1. The question we have to decide is one of limitation and it is not quite simple. The 1st appellant was in 1893 appointed by the District Judge as trustee or manager of an endowed mosque during the minority of the defendants, an expression which has been in a former suit held to imply the termination of his trusteeship on the date on which the eldest of the defendants attained the age of majority. That date was the 27th February 1900. The 1st defendant thereafter sued to recover possession from the appellant and obtained a decree on the 26th of April 1902, and it is conceded that, though the appellant did not actually surrender possession before 1905, we may take the date of the decree as the latest date on which he can be held to have had a right to retain possession.

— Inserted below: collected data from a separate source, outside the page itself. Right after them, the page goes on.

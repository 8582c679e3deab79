//! Tagged records: the field tables the assigner walks.
//!
//! `#[derive(Record)]` implements [`Record`] with a `OnceLock`-cached
//! [`RecordDescriptor`]. Records can also be written by hand:
//!
//! ```
//! use std::sync::OnceLock;
//! use wirecall_core::{FieldDescriptor, FieldTags, FieldValue, Record, RecordDescriptor};
//!
//! struct Paging {
//!     page: u32,
//! }
//!
//! impl Record for Paging {
//!     fn descriptor(&self) -> &'static RecordDescriptor {
//!         static DESCRIPTOR: OnceLock<RecordDescriptor> = OnceLock::new();
//!         DESCRIPTOR.get_or_init(|| {
//!             RecordDescriptor::new(
//!                 "Paging",
//!                 &[FieldDescriptor::new("page", "u32", FieldTags::new().request("query"))],
//!             )
//!         })
//!     }
//!
//!     fn field_values(&self) -> Vec<FieldValue<'_>> {
//!         vec![FieldValue::Scalar(&self.page)]
//!     }
//! }
//! ```

use crate::tag::{FieldTags, Placement, resolve};
use crate::{JsonBody, ToWireValue};

/// Static description of one field.
#[derive(Debug, Clone, Copy, PartialEq, Eq)]
pub struct FieldDescriptor {
    /// Field identifier.
    pub ident: &'static str,
    /// Field type, for diagnostics.
    pub type_name: &'static str,
    /// Raw tags.
    pub tags: FieldTags,
    /// Whether the field holds an embedded record.
    pub nested: bool,
}

impl FieldDescriptor {
    /// A plain field.
    #[must_use]
    pub const fn new(ident: &'static str, type_name: &'static str, tags: FieldTags) -> Self {
        Self {
            ident,
            type_name,
            tags,
            nested: false,
        }
    }

    /// A field holding an embedded record.
    #[must_use]
    pub const fn nested(ident: &'static str, type_name: &'static str, tags: FieldTags) -> Self {
        Self {
            ident,
            type_name,
            tags,
            nested: true,
        }
    }
}

/// A field together with its resolved placement.
#[derive(Debug, Clone, Copy, PartialEq, Eq)]
pub struct ResolvedField {
    /// Static description.
    pub field: FieldDescriptor,
    /// Placement, resolved from the tags.
    pub placement: Placement,
}

/// Placement table of a record type, resolved once.
#[derive(Debug, Clone, PartialEq, Eq)]
pub struct RecordDescriptor {
    name: &'static str,
    fields: Vec<ResolvedField>,
}

impl RecordDescriptor {
    /// Resolve the placement of every field, in declaration order.
    #[must_use]
    pub fn new(name: &'static str, fields: &[FieldDescriptor]) -> Self {
        let fields = fields
            .iter()
            .map(|field| ResolvedField {
                field: *field,
                placement: resolve(field.ident, &field.tags, field.nested),
            })
            .collect();
        Self { name, fields }
    }

    /// Record type name.
    #[must_use]
    pub const fn name(&self) -> &'static str {
        self.name
    }

    /// Fields in declaration order.
    #[must_use]
    pub fn fields(&self) -> &[ResolvedField] {
        &self.fields
    }
}

/// A field value handed to the assigner.
pub enum FieldValue<'a> {
    /// Not written anywhere.
    Skipped,
    /// A value rendered by the converter.
    Scalar(&'a dyn ToWireValue),
    /// A value rendered as JSON: `json` fields and `form` bodies.
    Json(&'a dyn JsonBody),
    /// An embedded record, `None` when absent.
    Nested(Option<&'a dyn Record>),
}

impl std::fmt::Debug for FieldValue<'_> {
    fn fmt(&self, f: &mut std::fmt::Formatter<'_>) -> std::fmt::Result {
        match self {
            Self::Skipped => f.write_str("Skipped"),
            Self::Scalar(value) => f.debug_tuple("Scalar").field(&value.to_wire_value()).finish(),
            Self::Json(_) => f.write_str("Json(..)"),
            Self::Nested(record) => f
                .debug_tuple("Nested")
                .field(&record.map(|record| record.descriptor().name()))
                .finish(),
        }
    }
}

/// A struct whose fields carry placement tags.
pub trait Record {
    /// Cached placement table of this record type.
    fn descriptor(&self) -> &'static RecordDescriptor;

    /// Field values, aligned with [`RecordDescriptor::fields`].
    fn field_values(&self) -> Vec<FieldValue<'_>>;
}

/// Access to an embedded record through wrappers such as `Option` and `Box`.
pub trait NestedRecord {
    /// The embedded record, `None` when absent.
    fn as_record(&self) -> Option<&dyn Record>;
}

impl<T: NestedRecord> NestedRecord for Option<T> {
    fn as_record(&self) -> Option<&dyn Record> {
        self.as_ref().and_then(NestedRecord::as_record)
    }
}

impl<T: NestedRecord + ?Sized> NestedRecord for Box<T> {
    fn as_record(&self) -> Option<&dyn Record> {
        (**self).as_record()
    }
}

impl<T: NestedRecord + ?Sized> NestedRecord for std::sync::Arc<T> {
    fn as_record(&self) -> Option<&dyn Record> {
        (**self).as_record()
    }
}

2. The appellant's contention is that he has a period of limitation of 12 years under article 132 or at the least a period of 6 years under Article 120 of the 2nd Schedule of the Limitation Act within which to bring his suit for the recovery of sums advanced by him to the trust of which he was trustee and not recovered by him before he lost possession. The merits of his claim have not so far been investigated and we may assume, without deciding, that some of the advances were made before February 1900, and that among those advances were some which the trustee might properly recover from the trust property. Advances made after February 1900 may possibly also be recoverable, if made for proper purposes, and I do not wish to decide more than that the expenses of the suit of 1901 in which the plaintiff unsuccessfully resisted the 1st defendant's claim to be trustee, cannot be allowed as a proper charge on the trust property.

3. For the respondents the contention before us is that article 120 is the appropriate article as held by the Privy Council in Peary Mohan Mukerjee v. Narendra Nath Muherjee (1909) 37 I.A. 27; 30 M.L.J. 171 a similar case, and the starting point is the 27th February 1900, the date on which the minority of the 1st defendant terminated and with it the trusteeship of the 1st appellant. The Subordinate Judge has suggested the application of other articles not now relied on by either side and has held that, if article 120 be applicable, the contention now advanced on behalf of the respondents must prevail.

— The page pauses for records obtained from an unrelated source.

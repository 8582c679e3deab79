//! Error types for wirecall.

use derive_more::{Display, Error, From};

use crate::{ErrorResponse, Method, Part};

/// Boxed error returned by user-supplied capabilities (validation, capture, custom decoding).
pub type BoxError = Box<dyn std::error::Error + Send + Sync + 'static>;

// ============================================================================
// Error Type
// ============================================================================

/// Main error type for wirecall operations.
#[derive(Debug, Display, Error, From)]
pub enum Error {
    /// The request record rejected itself before any network call.
    #[display("client validation err: {_0}")]
    #[from(skip)]
    Validation(#[error(not(source))] String),

    /// Base URL and path template did not join into a valid URL.
    #[display("client generation failed, {message}, attempted url: {url}")]
    #[from(skip)]
    InvalidUrl {
        /// The joined URL string that failed to parse.
        url: String,
        /// Parser error message.
        message: String,
    },

    /// A value of an unsupported type was handed to the field assigner.
    #[display("request object '{_0}' must be a struct type")]
    #[from(skip)]
    UnsupportedType(#[error(not(source))] String),

    /// A field carries a placement tag that is not recognized.
    #[display("unknown 'request' placement: {_0}")]
    #[from(skip)]
    UnknownPlacement(#[error(not(source))] String),

    /// A required field was absent or empty.
    #[display("required {} not found or not set: {name}", part.noun())]
    #[from(skip)]
    RequiredNotSet {
        /// The HTTP part the field targets.
        part: Part,
        /// The field wire name.
        name: String,
    },

    /// A path field has no matching `{name}` placeholder in the URL path.
    #[display("could not find path variable: {name}, in path [{path}], wanted syntax [{wanted}]")]
    #[from(skip)]
    PathVariableNotFound {
        /// The field wire name.
        name: String,
        /// The URL path searched.
        path: String,
        /// The placeholder that was looked for.
        wanted: String,
    },

    /// Field assignment failed for a named request record.
    #[display("client field assignment failed, for client {name}: {source}")]
    #[from(skip)]
    Assignment {
        /// Diagnostic name of the request record.
        name: String,
        /// The underlying failure.
        source: Box<Error>,
    },

    /// Invalid request configuration.
    #[display("invalid request: {_0}")]
    #[from(skip)]
    InvalidRequest(#[error(not(source))] String),

    /// Network/connection errors.
    #[display("connection error: {_0}")]
    #[from(skip)]
    Connection(#[error(not(source))] String),

    /// TLS/SSL errors.
    #[display("TLS error: {_0}")]
    #[from(skip)]
    Tls(#[error(not(source))] String),

    /// Transport-level timeout.
    #[display("request timeout")]
    #[from(skip)]
    Timeout,

    /// The response body could not be read.
    #[display("unable to read response body for {method} {url} due to {message}")]
    #[from(skip)]
    BodyRead {
        /// Request method.
        method: Method,
        /// Request URL.
        url: String,
        /// Read error message.
        message: String,
    },

    /// A raw-body capture target rejected the body stream.
    #[display("unable to capture response body for {method} {url} due to {message}")]
    #[from(skip)]
    Capture {
        /// Request method.
        method: Method,
        /// Request URL.
        url: String,
        /// Capture error message.
        message: String,
    },

    /// The response body could not be decoded into the result target.
    #[display("unable to decode response body for {method} {url} due to {message}")]
    #[from(skip)]
    Decode {
        /// Request method.
        method: Method,
        /// Request URL.
        url: String,
        /// Decode error message.
        message: String,
    },

    /// JSON serialization error.
    #[display("JSON serialization error: {_0}")]
    #[from]
    JsonSerialization(serde_json::Error),

    /// JSON deserialization error with path context.
    #[display("JSON deserialization error at '{path}': {message}")]
    #[from(skip)]
    JsonDeserialization {
        /// JSON path to the error (e.g., "user.address.city").
        path: String,
        /// Error message.
        message: String,
    },

    /// Non-success response synthesized into an error carrier.
    #[display("{_0}")]
    #[from]
    Status(ErrorResponse),
}

/// Result type alias using [`crate::Error`].
pub type Result<T> = std::result::Result<T, Error>;

impl Error {
    /// Create a validation error.
    #[must_use]
    pub fn validation(message: impl std::fmt::Display) -> Self {
        Self::Validation(message.to_string())
    }

    /// Create a URL construction error.
    #[must_use]
    pub fn invalid_url(url: impl Into<String>, err: impl std::fmt::Display) -> Self {
        Self::InvalidUrl {
            url: url.into(),
            message: err.to_string(),
        }
    }

    /// Create an unsupported-type error naming the offending type.
    #[must_use]
    pub fn unsupported_type(type_name: impl Into<String>) -> Self {
        Self::UnsupportedType(type_name.into())
    }

    /// Create an unknown placement error.
    #[must_use]
    pub fn unknown_placement(tag: impl Into<String>) -> Self {
        Self::UnknownPlacement(tag.into())
    }

    /// Create a required-field-missing error.
    #[must_use]
    pub fn required_not_set(part: Part, name: impl Into<String>) -> Self {
        Self::RequiredNotSet {
            part,
            name: name.into(),
        }
    }

    /// Wrap a field assignment failure with the record's diagnostic name.
    #[must_use]
    pub fn assignment(name: impl Into<String>, source: Self) -> Self {
        Self::Assignment {
            name: name.into(),
            source: Box::new(source),
        }
    }

    /// Create an invalid request error.
    #[must_use]
    pub fn invalid_request(message: impl Into<String>) -> Self {
        Self::InvalidRequest(message.into())
    }

    /// Create a connection error.
    #[must_use]
    pub fn connection(message: impl Into<String>) -> Self {
        Self::Connection(message.into())
    }

    /// Create a TLS error.
    #[must_use]
    pub fn tls(message: impl Into<String>) -> Self {
        Self::Tls(message.into())
    }

    /// Create a body read error.
    #[must_use]
    pub fn body_read(method: Method, url: &url::Url, err: impl std::fmt::Display) -> Self {
        Self::BodyRead {
            method,
            url: url.to_string(),
            message: err.to_string(),
        }
    }

    /// Create a body capture error.
    #[must_use]
    pub fn capture(method: Method, url: &url::Url, err: impl std::fmt::Display) -> Self {
        Self::Capture {
            method,
            url: url.to_string(),
            message: err.to_string(),
        }
    }

    /// Create a decode error.
    #[must_use]
    pub fn decode(method: Method, url: &url::Url, err: impl std::fmt::Display) -> Self {
        Self::Decode {
            method,
            url: url.to_string(),
            message: err.to_string(),
        }
    }

    /// Create a JSON deserialization error with path context.
    #[must_use]
    pub fn json_deserialization(path: impl Into<String>, message: impl Into<String>) -> Self {
        Self::JsonDeserialization {
            path: path.into(),
            message: message.into(),
        }
    }

    /// Returns `true` if this is a timeout error.
    #[must_use]
    pub const fn is_timeout(&self) -> bool {
        matches!(self, Self::Timeout)
    }

    /// Returns `true` if this is a connection error.
    #[must_use]
    pub const fn is_connection(&self) -> bool {
        matches!(self, Self::Connection(_))
    }

    /// Returns `true` if the error was raised before any network call.
    #[must_use]
    pub const fn is_client_side(&self) -> bool {
        matches!(
            self,
            Self::Validation(_)
                | Self::InvalidUrl { .. }
                | Self::UnsupportedType(_)
                | Self::UnknownPlacement(_)
                | Self::RequiredNotSet { .. }
                | Self::PathVariableNotFound { .. }
                | Self::Assignment { .. }
                | Self::InvalidRequest(_)
                | Self::JsonSerialization(_)
        )
    }

    /// The innermost error, unwrapping record-name context.
    #[must_use]
    pub fn root(&self) -> &Self {
        match self {
            Self::Assignment { source, .. } => source.root(),
            other => other,
        }
    }

    /// Returns the error carrier if this is a status error.
    #[must_use]
    pub const fn error_response(&self) -> Option<&ErrorResponse> {
        match self {
            Self::Status(response) => Some(response),
            _ => None,
        }
    }

    /// Returns the HTTP status code if this is a status error.
    #[must_use]
    pub const fn status(&self) -> Option<u16> {
        match self {
            Self::Status(response) => Some(response.status_code()),
            _ => None,
        }
    }

    /// Returns `true` if this is a client error (4xx).
    #[must_use]
    pub fn is_client_error(&self) -> bool {
        self.status().is_some_and(|s| (400..500).contains(&s))
    }

    /// Returns `true` if this is a server error (5xx).
    #[must_use]
    pub fn is_server_error(&self) -> bool {
        self.status().is_some_and(|s| (500..600).contains(&s))
    }

    /// Returns `true` if this is a 404 Not Found error.
    #[must_use]
    pub fn is_not_found(&self) -> bool {
        self.status() == Some(404)
    }
}

#[cfg(test)]
mod tests {
    use super::*;

    #[test]
    fn error_display() {
        let err = Error::required_not_set(Part::Header, "X-Token");
        assert_eq!(
            err.to_string(),
            "required header not found or not set: X-Token"
        );

        let err = Error::Timeout;
        assert_eq!(err.to_string(), "request timeout");

        let err = Error::connection("failed to connect");
        assert_eq!(err.to_string(), "connection error: failed to connect");

        let err = Error::json_deserialization("user.address.city", "missing field `city`");
        assert_eq!(
            err.to_string(),
            "JSON deserialization error at 'user.address.city': missing field `city`"
        );
    }

    #[test]
    fn assignment_wraps_record_name() {
        let err = Error::assignment("GetItem", Error::unknown_placement("body"));
        assert_eq!(
            err.to_string(),
            "client field assignment failed, for client GetItem: unknown 'request' placement: body"
        );
        assert!(matches!(err.root(), Error::UnknownPlacement(tag) if tag == "body"));
        assert!(std::error::Error::source(&err).is_some());
    }

    #[test]
    fn error_status() {
        let err = Error::Status(ErrorResponse::new(404, "Not Found"));
        assert_eq!(err.status(), Some(404));
        assert!(err.is_client_error());
        assert!(err.is_not_found());
        assert!(!err.is_server_error());
        assert_eq!(err.to_string(), "Not Found");

        let err = Error::Status(ErrorResponse::new(503, "Service Unavailable"));
        assert!(err.is_server_error());
        assert!(!err.is_client_error());

        let err = Error::Timeout;
        assert_eq!(err.status(), None);
        assert!(err.error_response().is_none());
    }

    #[test]
    fn client_side_errors() {
        assert!(Error::validation("name is empty").is_client_side());
        assert!(Error::required_not_set(Part::Path, "id").is_client_side());
        assert!(!Error::Timeout.is_client_side());
        assert!(!Error::connection("refused").is_client_side());
    }

    #[test]
    fn error_is_timeout() {
        assert!(Error::Timeout.is_timeout());
        assert!(!Error::connection("failed").is_timeout());
        assert!(Error::connection("failed").is_connection());
    }
}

4. I may here observe that the appellants do not now rely on the acknowledgment, Exhibit F. nor on the agreement, Exhibit G. Exhibit F, it is conceded, did not bind all the defendants, and, as the 4th defendant was a minor at the date of the trial and the agreement Exhibit G was not sanctioned by the Court, it was open to the parties to resile from it.

5. The only question therefore is the question of limitation. The Trusts Act does not apply to the case, but the Privy Council have held in the case of a public trust that the trustee has a first charge on the property for the purpose of reimbursing himself advances properly made. It is argued therefore that a suit to enforce payment of the money charged would be governed by article 132, and taking the date of the advance as the date on which the money is due, the charge could be enforced in the present case in respect of all proper advances made within 12 years of the 24th January 1908.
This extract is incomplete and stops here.